FDA panel’s nod to CardioMEMS device is mixed, yet again

Atlanta-based CardioMEMS Inc., developer of an implantable wireless device that helps physicians monitor blood pressure in heart patients, may be breathing a little easier following a federal panel’s finding that another clinical trial shows its invention is safe.

It was a split decision, however, as the finding this week by the U.S. Food and Drug Administration’s Circulatory System Devices Advisory Panel did not provide any indication as to whether the paper-clip size device is any closer to FDA approval. Efforts to reach a spokesman for CardioMEMS on Friday were unsuccessful.

It was the FDA panel’s second split decision on the Champion HF Monitoring System, which wirelessly measures and monitors pulmonary artery pressure and heart rates in patients whose heart condition limits physical activity and breathing. Readings are sent to a database that helps physicians determine treatments — for example, dosages of diuretics and nitrates, which can rapidly reduce pressure.

CardioMEMS was founded in 2001 by cardiologist Jay Yadav and Mark Allen, a Georgia Tech nanotechnology professor.

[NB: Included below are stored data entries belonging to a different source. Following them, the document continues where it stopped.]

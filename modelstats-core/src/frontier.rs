//! Pareto frontiers of accuracy vs. speed.
//!
//! A frontier is the staircase of models giving the best top-1 accuracy
//! achievable at or below each speed: scanning models from fastest to
//! slowest, a model is kept when its top-1 accuracy is at least that of the
//! last model kept.

use crate::error::EmptyFrontierError;
use crate::platform::Platform;
use crate::report::{FrontierReport, PlatformFrontier};
use crate::stats::ModelStat;
use serde::{Deserialize, Serialize};
use std::cmp::Ordering;

/// One model placed on the speed/accuracy plane.
#[derive(Debug, Clone, PartialEq, Serialize, Deserialize)]
#[serde(from = "FrontierEntry", into = "FrontierEntry")]
pub struct FrontierPoint {
    /// Seconds per frame; lower is faster.
    pub speed: f64,
    pub top1: f64,
    pub top5: f64,
    pub model_name: String,
}

/// Report encoding of a point: `[model_name, speed, top1, top5]`.
#[derive(Serialize, Deserialize)]
struct FrontierEntry(String, f64, f64, f64);

impl From<FrontierEntry> for FrontierPoint {
    fn from(FrontierEntry(model_name, speed, top1, top5): FrontierEntry) -> Self {
        Self {
            speed,
            top1,
            top5,
            model_name,
        }
    }
}

impl From<FrontierPoint> for FrontierEntry {
    fn from(point: FrontierPoint) -> Self {
        FrontierEntry(point.model_name, point.speed, point.top1, point.top5)
    }
}

impl FrontierPoint {
    pub fn new(speed: f64, top1: f64, top5: f64, model_name: &str) -> Self {
        Self {
            speed,
            top1,
            top5,
            model_name: model_name.to_string(),
        }
    }

    /// Ascending by speed, ties broken by (top1, top5, model_name).
    fn sort_key_cmp(&self, other: &Self) -> Ordering {
        self.speed
            .total_cmp(&other.speed)
            .then_with(|| self.top1.total_cmp(&other.top1))
            .then_with(|| self.top5.total_cmp(&other.top5))
            .then_with(|| self.model_name.cmp(&other.model_name))
    }
}

/// Compute the Pareto frontier of `candidates`.
///
/// Candidates at or above `max_secs_per_frame` are excluded before the scan.
/// Equal-accuracy points are kept, so the result is non-decreasing in top-1
/// and ascending in speed. Fails when no candidate is below the cutoff.
pub fn pareto_frontier(
    candidates: &[FrontierPoint],
    max_secs_per_frame: f64,
) -> Result<Vec<FrontierPoint>, EmptyFrontierError> {
    let mut values: Vec<FrontierPoint> = candidates
        .iter()
        .filter(|p| p.speed < max_secs_per_frame)
        .cloned()
        .collect();
    values.sort_by(FrontierPoint::sort_key_cmp);

    let mut values = values.into_iter();
    let first = values.next().ok_or(EmptyFrontierError { max_secs_per_frame })?;
    let mut best_top1 = first.top1;
    let mut frontier = vec![first];
    for point in values {
        if point.top1 >= best_top1 {
            best_top1 = point.top1;
            frontier.push(point);
        }
    }
    Ok(frontier)
}

/// A scatter point: (seconds per frame, top-1 accuracy).
pub type ScatterPoint = (f64, f64);

/// Everything needed to draw one platform.
#[derive(Debug, Clone, PartialEq)]
pub struct PlatformSeries {
    pub platform: String,
    /// Every model timed on the platform, in statistics order, uncut.
    pub scatter: Vec<ScatterPoint>,
    /// The frontier line; empty when no model beats the cutoff.
    pub frontier: Vec<FrontierPoint>,
}

/// Frontiers for every platform, as report and as plot series.
#[derive(Debug, Clone, PartialEq)]
pub struct FrontierAnalysis {
    pub report: FrontierReport,
    pub series: Vec<PlatformSeries>,
}

/// Models in `stats` that were timed on `platform`, as frontier candidates.
pub fn platform_candidates(stats: &[ModelStat], platform: &str) -> Vec<FrontierPoint> {
    stats
        .iter()
        .filter_map(|stat| {
            stat.speed_on(platform).map(|speed| {
                FrontierPoint::new(
                    speed,
                    stat.accuracy.top1,
                    stat.accuracy.top5,
                    &stat.model_name,
                )
            })
        })
        .collect()
}

/// Compute the series and frontier of a single platform.
///
/// An empty frontier is logged and yields an empty line rather than an error.
pub fn compute_platform(
    stats: &[ModelStat],
    platform: &str,
    max_secs_per_frame: f64,
) -> PlatformSeries {
    let candidates = platform_candidates(stats, platform);
    let scatter = candidates.iter().map(|p| (p.speed, p.top1)).collect();
    let frontier = match pareto_frontier(&candidates, max_secs_per_frame) {
        Ok(frontier) => frontier,
        Err(e) => {
            tracing::warn!(
                platform = %platform,
                timed_models = candidates.len(),
                error = %e,
                "Empty frontier"
            );
            Vec::new()
        }
    };
    tracing::debug!(platform = %platform, points = frontier.len(), "Computed frontier");

    PlatformSeries {
        platform: platform.to_string(),
        scatter,
        frontier,
    }
}

/// Compute frontiers for every platform, in the order given.
///
/// This always covers all `platforms`; choosing which ones to draw happens
/// later when the plot is built.
pub fn compute_frontiers(
    stats: &[ModelStat],
    platforms: &[Platform],
    max_secs_per_frame: f64,
) -> FrontierAnalysis {
    let series: Vec<PlatformSeries> = platforms
        .iter()
        .map(|p| compute_platform(stats, &p.name, max_secs_per_frame))
        .collect();

    let report = FrontierReport::new(
        series
            .iter()
            .map(|s| PlatformFrontier {
                platform: s.platform.clone(),
                frontier_models: s.frontier.clone(),
            })
            .collect(),
    );

    FrontierAnalysis { report, series }
}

It has grown from a small office near Georgia Tech to a large laboratory on Technology Circle in northwest Atlanta.

In 2011, the 11-member FDA panel found that while the wireless device was safe in clinical trials, a majority of panel members weren’t convinced that it was effective or that the device’s benefits outweighed its risks. The split decision was based partly on the finding that CardioMEMS nurses had advised physicians treating patients in a clinical trial of the device, which some FDA panel members felt compromised positive results.

According to an executive summary of the panel’s follow-up analysis, the device is still safe and a majority of members were convinced the benefits of the device outweighed any risks. A majority on the panel, however, still felt the device had not been proven to be effective in overall treatment of patents in the trial. While it helped reduce hospitalizations, “the clinical significance is less clear,” the report said.

According to the medical news site Healio.com, which cited several panel members, some were not convinced the second study was as thorough as it could have been, including the treatment effect on women. Others, however, found the device effective. Panel member Valluvan Jeevanandam called it “an excellent diagnostic tool.”

The latest finding is considered good news for St. Jude Medical Inc., which owns 19 percent of CardioMEMS and has an exclusive right to purchase the company. One analyst, Danielle Antalffy of Leerink Swann, told MarketWatch that the FDA panel’s finding makes it more likely the device will receive FDA approval. A St. Jude spokeswoman declined to comment to The Atlanta Journal-Constitution.

In August, Wells Fargo analyst Larry Biegelsen, who upgraded his buy recommendation on publicly traded St. Jude, said sales at privately held CardioMEMS could reach $259 million in 2017 if the device is approved, which would boost sales and earnings at St. Jude, assuming it exercises its option to buy the rest of the Atlanta company.

CardioMEMS has attracted more than $100 million in private investment and has received support from a state-backed nonprofit and about $700,000 from a publicly funded loan.